For IF studies, CV-1 cells were seeded the day before transfection at a density of 1.5 × 104 in 12-well plates containing 18-mm-diameter round coverslips. Cells were transfected with 100 nM small interfering RNA (siRNA) J-017609-08 (Dharmacon) by using Dharmafect 1 transfection reagent (Dharmacon) according to the manufacturer's instructions. The complexes were first incubated for 20 min, then added to cells, and finally incubated at 37°C for 48, 72, and 96 h.

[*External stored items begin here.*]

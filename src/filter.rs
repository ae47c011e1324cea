//! Curation filters. Each one flags records, removes them (and their images)
//! through `AnnotationStore::apply_filter`, and stamps its marker in `info`.
//!
//! Images missing on disk are simply not shown to a detector; their records
//! are neither flagged nor treated as errors.

use crate::error::CurateError;
use crate::paths::image_path;
use crate::store::{AnnotationStore, FilterStage};
use anyhow::{Context, Result};
use serde::Deserialize;
use std::fs;
use std::path::{Path, PathBuf};
use std::time::Duration;

/// Github repositories of the filtering sources, recorded as marker provenance.
pub const WORDS_REPO: &str = "LDNOOBW/List-of-Dirty-Naughty-Obscene-and-Otherwise-Bad-Words";
pub const NSFW_REPO: &str = "gantman/nsfw_model";
pub const FACES_REPO: &str = "redcaps-dataset/pytorch-retinaface";

pub const DEFAULT_NSFW_THRESHOLD: f64 = 0.9;
pub const DEFAULT_FACE_THRESHOLD: f64 = 0.9;

/// Softmax output of the NSFW classifier for one image.
#[derive(Clone, Copy, Debug, Default, PartialEq, Deserialize)]
pub struct NsfwScores {
    #[serde(default)]
    pub drawing: f64,
    #[serde(default)]
    pub hentai: f64,
    #[serde(default)]
    pub neutral: f64,
    #[serde(default)]
    pub porn: f64,
    #[serde(default)]
    pub sexy: f64,
}

impl NsfwScores {
    pub fn is_nsfw(&self, threshold: f64) -> bool {
        self.porn + self.hentai > threshold
    }
}

/// Face boxes (`[x1, y1, x2, y2]`) found in one image, with their confidences.
#[derive(Clone, Debug, Default, PartialEq, Deserialize)]
pub struct FaceDetection {
    #[serde(default)]
    pub boxes: Vec<[f64; 4]>,
    #[serde(default)]
    pub scores: Vec<f64>,
}

impl FaceDetection {
    /// Boxes at or above `threshold`. Boxes without a paired score all count.
    pub fn faces_at(&self, threshold: f64) -> usize {
        if self.scores.len() == self.boxes.len() {
            self.scores.iter().filter(|s| **s >= threshold).count()
        } else {
            self.boxes.len()
        }
    }
}

/// Results come back positionally: one entry per input path.
pub trait NsfwDetector {
    fn model(&self) -> &str { NSFW_REPO }
    fn detect(&self, image_paths: &[PathBuf]) -> Result<Vec<NsfwScores>>;
}

pub trait FaceDetector {
    fn model(&self) -> &str { FACES_REPO }
    fn detect(&self, image_paths: &[PathBuf], conf_threshold: f64) -> Result<Vec<FaceDetection>>;
}

/// Words that disqualify a caption, loaded once and passed to `filter_words`.
#[derive(Clone, Debug)]
pub struct Blocklist {
    words: Vec<String>,
    source: String,
}

impl Blocklist {
    pub fn default_url() -> String {
        format!("https://raw.githubusercontent.com/{}/master/en", WORDS_REPO)
    }

    pub fn from_words<I, S>(words: I, source: impl Into<String>) -> Self
    where
        I: IntoIterator<Item = S>,
        S: Into<String>,
    {
        let words = words.into_iter().map(Into::into).filter(|w: &String| !w.is_empty()).collect();
        Self { words, source: source.into() }
    }

    /// One word per line.
    pub fn parse(text: &str, source: impl Into<String>) -> Self {
        Self::from_words(text.lines().map(|l| l.trim_end_matches('\r')), source)
    }

    pub fn load(path: &Path) -> Result<Self> {
        let text = fs::read_to_string(path).with_context(|| format!("read blocklist {}", path.display()))?;
        Ok(Self::parse(&text, WORDS_REPO))
    }

    pub fn fetch(url: &str) -> Result<Self> {
        let client = reqwest::blocking::Client::builder()
            .timeout(Duration::from_secs(30))
            .build()
            .context("build blocklist http client")?;
        let resp = client.get(url).send().with_context(|| format!("GET {}", url))?;
        crate::retry::ensure_success(resp.status(), "blocklist download")?;
        let text = resp.text().context("blocklist body")?;
        Ok(Self::parse(&text, WORDS_REPO))
    }

    pub fn source(&self) -> &str { &self.source }
    pub fn len(&self) -> usize { self.words.len() }
    pub fn is_empty(&self) -> bool { self.words.is_empty() }

    /// First blocklisted word appearing as a whole token of `caption`.
    /// Both sides are space-padded so "ass" never matches "class".
    pub fn first_match(&self, caption: &str) -> Option<&str> {
        let padded = format!(" {} ", caption);
        self.words
            .iter()
            .find(|w| padded.contains(&format!(" {} ", w)))
            .map(|w| w.as_str())
    }
}

/// `(image_id, path)` for every record whose image exists under `images_dir`.
pub fn existing_images(store: &AnnotationStore, images_dir: &Path) -> Vec<(String, PathBuf)> {
    store
        .annotations
        .iter()
        .map(|a| (a.image_id.clone(), image_path(images_dir, &a.subreddit, &a.image_id)))
        .filter(|(_, p)| p.is_file())
        .collect()
}

fn ensure_same_len(expected: usize, got: usize) -> Result<(), CurateError> {
    if expected == got { Ok(()) } else { Err(CurateError::DetectorMismatch { expected, got }) }
}

pub fn filter_words(
    store: &mut AnnotationStore,
    label: &str,
    blocklist: &Blocklist,
    images_dir: Option<&Path>,
) -> Result<usize> {
    store.check_transition(FilterStage::Words, label)?;

    let mut flagged = Vec::new();
    for ann in &store.annotations {
        if let Some(bad) = blocklist.first_match(&ann.caption) {
            tracing::debug!("'{}' in {}: {}.", bad, ann.image_id, ann.caption);
            flagged.push(ann.image_id.clone());
        }
    }
    tracing::info!("Annotations with any blocklist words: {}", flagged.len());

    let source = blocklist.source().to_string();
    store.apply_filter(FilterStage::Words, label, &flagged, images_dir, &source, None)
}

pub fn filter_nsfw<D: NsfwDetector + ?Sized>(
    store: &mut AnnotationStore,
    label: &str,
    detector: &D,
    images_dir: &Path,
    threshold: f64,
) -> Result<usize> {
    store.check_transition(FilterStage::Nsfw, label)?;

    let (ids, paths): (Vec<String>, Vec<PathBuf>) = existing_images(store, images_dir).into_iter().unzip();
    let predictions = if paths.is_empty() { Vec::new() } else { detector.detect(&paths)? };
    ensure_same_len(paths.len(), predictions.len())?;

    let flagged: Vec<String> = ids
        .into_iter()
        .zip(predictions)
        .filter(|(_, p)| p.is_nsfw(threshold))
        .map(|(id, _)| id)
        .collect();
    tracing::info!("Annotations (images) flagged as NSFW: {}", flagged.len());

    let model = detector.model().to_string();
    store.apply_filter(FilterStage::Nsfw, label, &flagged, Some(images_dir), &model, Some(threshold))
}

pub fn filter_faces<D: FaceDetector + ?Sized>(
    store: &mut AnnotationStore,
    label: &str,
    detector: &D,
    images_dir: &Path,
    threshold: f64,
) -> Result<usize> {
    store.check_transition(FilterStage::Faces, label)?;

    let (ids, paths): (Vec<String>, Vec<PathBuf>) = existing_images(store, images_dir).into_iter().unzip();
    let predictions = if paths.is_empty() { Vec::new() } else { detector.detect(&paths, threshold)? };
    ensure_same_len(paths.len(), predictions.len())?;

    let flagged: Vec<String> = ids
        .into_iter()
        .zip(predictions)
        .filter(|(_, p)| p.faces_at(threshold) > 0)
        .map(|(id, _)| id)
        .collect();
    tracing::info!("Annotations (images) with faces: {}", flagged.len());

    let model = detector.model().to_string();
    store.apply_filter(FilterStage::Faces, label, &flagged, Some(images_dir), &model, Some(threshold))
}

/// Load `path`, apply `run` to it, and rewrite the file only if `run` succeeds.
fn filter_file_with<F>(path: &Path, run: F) -> Result<usize>
where
    F: FnOnce(&mut AnnotationStore, &str) -> Result<usize>,
{
    let mut store = AnnotationStore::load(path)?;
    let label = path.display().to_string();
    let removed = run(&mut store, &label)?;
    tracing::info!("Saving updated annotations...");
    store.save(path)?;
    tracing::info!("Saved updated annotations at {}!", label);
    Ok(removed)
}

pub fn filter_words_file(path: &Path, images_dir: &Path, blocklist: &Blocklist) -> Result<usize> {
    filter_file_with(path, |s, label| filter_words(s, label, blocklist, Some(images_dir)))
}

pub fn filter_nsfw_file<D: NsfwDetector + ?Sized>(path: &Path, images_dir: &Path, detector: &D, threshold: f64) -> Result<usize> {
    filter_file_with(path, |s, label| filter_nsfw(s, label, detector, images_dir, threshold))
}

pub fn filter_faces_file<D: FaceDetector + ?Sized>(path: &Path, images_dir: &Path, detector: &D, threshold: f64) -> Result<usize> {
    filter_file_with(path, |s, label| filter_faces(s, label, detector, images_dir, threshold))
}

To evaluate the knockdown efficiency, CV-1 cells were seeded the day before transfection at a density of 5 × 104 in six-well plates and were transfected as described above with either Hsc70 siRNA or nonspecific control siRNA. Cells were harvested 48 h, 72 h, and 96 h after transfection by trypsinization. Pellets were first lysed in 30 μl of 10% sodium dodecyl sulfate (SDS) and 31.2 mM Tris-HCl (pH 7.4) and were then sonicated with a microtip (power level, 2; duty cycle, 20%; twice, for 10 cycles each time, on ice). The total-protein concentrations of the lysates were determined (DC protein assay; Bio-Rad), and equal amounts were analyzed by SDS-polyacrylamide gel electrophoresis (PAGE) and immunoblotting. Simultaneous detection of Hsc70 and α-tubulin was performed with the Odyssey infrared scanner (Li-Cor) utilizing rat anti-Hsc70 and mouse anti-α-tubulin as primary antibodies, followed by IRDye 680-conjugated goat anti-rat IgG and IRDye 800CW-conjugated goat anti-mouse IgG as secondary antibodies. The integrated intensity of the selected Hsc70 and α-tubulin bands was measured by the Odyssey program, and the relative amount of Hsc70 was normalized to the amount of α-tubulin. Data from three independent experiments were collected, and differences in the means were evaluated by a paired one-tailed Student t test.
IF microscopy.
Cells on glass coverslips were fixed for 10 min at room temperature in 2% paraformaldehyde in PBS, washed 3 times in PBS, and then permeabilized for 15 min in PBS containing 1% bovine serum albumin (BSA), 0.1% Triton X-100, and 0.05% sodium azide (PBSA-T). Where indicated, cells were fixed with 100% methanol for 20 s at −20°C and were then rehydrated by washing 3 times, for 5 min each time, in PBSA-T. All antibody incubations were carried out for 30 min at room temperature in PBSA-T. Coverslips were washed 3 times in PBS between the primary and secondary antibody incubations. Coverslips were mounted on glass slides with ProLong Gold plus 4′,6-diamidino-2-phenylindole (DAPI) reagent (Molecular Probes). Fluorescence and phase images were obtained with a Nikon TE2000 inverted microscope equipped with fluorescence and phase optics through a 60× (numerical aperture [NA], 1.4) oil objective with 1.5× optical zoom. Images were collected digitally with a Coolsnap HQ charge-coupled device (CCD) camera (Roper) and Openlab software (Improvision) and were then prepared for publication using Photoshop and Illustrator software (Adobe Systems).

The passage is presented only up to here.